Julie Gayet, l'amant et le mort

Avec "Les âmes du papier", Vincent Lannoo signe un conte drôle et sensible sur le deuil, la vie et la mort.

Julie Gayet, l'amant et le mort
Alain Lorfèvre

Paul (Stéphane Guillon) est écrivain public. Mais un écrivain public un peu spécial : il n’écrit que des oraisons funèbres. Derrière cette activité, se cache une blessure : la mort de sa femme, cinq ans plus tôt. Son voisin et ami, Victor (Pierre Richard), n’est pas moins morbide derrière son tempérament fantasque et sa bonhomie pétillante : il passe ses journées plongé dans ses archives sur le ghetto de Varsovie, à la recherche des traces de son ami d’enfance Pavel.

Un jour, Paul voit débarquer Emma (Julie Gayet) qui lui demande d’écrire sur son mari Nathan, photographe de guerre, mort dans l’explosion d’une mine, au Tchad, un an plus tôt.

Paul s’acquitte tant bien que mal de cette demande, poussé par Victor qui voit en Emma une cure affective potentielle pour son ami. Mais les choses se compliquent lorsque Nathan (Jonathan Zaccaï) surgit une nuit sur le palier de Paul. Amnésique mais vivant selon toute apparence.

Le prolifique réalisateur Vincent Lannoo a signé sept films en treize ans. La moyenne est remarquable pour un réalisateur belge, même si certaines de ces œuvres ont été produites dans une économie difficile. Le précédent film de Lannoo, "Au nom du fils", remonte à moins d’un an et est nommé dans sept catégories aux Magritte du Cinéma 2014 (lire pages précédentes). Vincent Lannoo a brassé les genres et les styles. Il a flirté avec le dogme ("Strass", 2001), abordé le film noir mâtiné de "survival" ("Ordinary Man", 2005), tâté du fantastique ("Vampires", 2010).

Et avant de retrouver des morts-vivants dans "Robin des bois contre les zombies", Vincent Lannoo se préoccupe des vivants face à leur mort, avec une comédie dramatique où le premier terme domine malgré tout : on rit beaucoup dans "Les âmes de papier", vrai petit bijou qui parvient à traiter du deuil et de la nécessité de se défaire de ses morts sans jamais tomber dans la lourdeur ou le pathos.

Chaque personnage des "Ames de papier" vit avec son fantôme (jusqu’à la voisine Hortense et son chien empaillé). Partant, chaque spectateur, de tout âge, devrait y trouver une résonance personnelle, ce qui est une grande force de ce film qui est aussi un joli conte fantastique.

Le duo entre Stéphane Guillon et Pierre Richard fonctionne, chacun arrivant avec son propre registre humoristique, avec, toutefois, une différence de curseur.
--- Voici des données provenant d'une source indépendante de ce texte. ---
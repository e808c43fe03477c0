use serde::{Deserialize, Serialize};

/// Sort direction for name-ordered listings.
#[derive(Debug, Clone, Copy, PartialEq, Eq, Default, Serialize, Deserialize)]
#[serde(rename_all = "lowercase")]
pub enum SortDir {
    #[default]
    Asc,
    Desc,
}

impl SortDir {
    /// Parses `asc`/`desc`, falling back to ascending.
    pub fn parse(value: &str) -> Self {
        if value.eq_ignore_ascii_case("desc") {
            SortDir::Desc
        } else {
            SortDir::Asc
        }
    }

    pub fn as_str(&self) -> &'static str {
        match self {
            SortDir::Asc => "asc",
            SortDir::Desc => "desc",
        }
    }

    pub fn reverse(&self) -> Self {
        match self {
            SortDir::Asc => SortDir::Desc,
            SortDir::Desc => SortDir::Asc,
        }
    }
}

/// A 1-based page request.
#[derive(Debug, Clone, Copy, PartialEq, Eq)]
pub struct PageRequest {
    pub page: usize,
    pub size: usize,
}

impl PageRequest {
    /// Page numbers below 1 are clamped to 1, sizes below 1 to 1.
    pub fn new(page: usize, size: usize) -> Self {
        Self {
            page: page.max(1),
            size: size.max(1),
        }
    }

    /// Number of items to skip.
    pub fn offset(&self) -> usize {
        (self.page - 1).saturating_mul(self.size)
    }
}

/// One page of results plus the counts the pager needs.
#[derive(Debug, Clone, PartialEq, Eq)]
pub struct Page<T> {
    pub items: Vec<T>,
    pub request: PageRequest,
    pub total_items: usize,
}

impl<T> Page<T> {
    pub fn new(items: Vec<T>, request: PageRequest, total_items: usize) -> Self {
        Self {
            items,
            request,
            total_items,
        }
    }

    /// Slices an already sorted collection.
    pub fn from_sorted(all: Vec<T>, request: PageRequest) -> Self {
        let total_items = all.len();
        let items = all
            .into_iter()
            .skip(request.offset())
            .take(request.size)
            .collect();
        Self::new(items, request, total_items)
    }

    pub fn total_pages(&self) -> usize {
        self.total_items.div_ceil(self.request.size)
    }

    /// 1-based position of the first item on this page (0 when empty).
    pub fn start_count(&self) -> usize {
        if self.items.is_empty() {
            0
        } else {
            self.request.offset() + 1
        }
    }

    /// 1-based position of the last item on this page.
    pub fn end_count(&self) -> usize {
        self.request.offset().saturating_add(self.items.len())
    }
}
Guillon met en veilleuse sa dimension acerbe pour révéler l’émotion qui habite son personnage. Pierre Richard, par contre, retrouve avec bonheur la dimension burlesque et lunaire, qui fit son succès et sa popularité dans les années 60-70, et qu’il avait abandonnée depuis un quart de siècle.

Au final, Vincent Lannoo signe même une belle profession de foi artistique, voyant dans l’art (les lettres qu’écrit Paul mais aussi un simple dessin d’enfant) un vecteur d’apaisement.

Ne pas fuir la mort ou les morts, mais oser dialoguer une dernière fois avec eux pour mieux les laisser partir et nous laisser revivre : le message est beau et juste, et Lannoo, avec ses acteurs, le fait passer avec une douceur paisible qu’on lui soupçonnait, mais qu’il n’avait encore jamais laissé transparaître à l’écran. C’est désormais chose faite. Et bien faite.


Réalisation : Vincent Lannoo. Scénario : François Uzan. Avec Stéphane Guillon, Julie Gayet, Jonathan Zaccaï, Pierre Richard,… 1h30.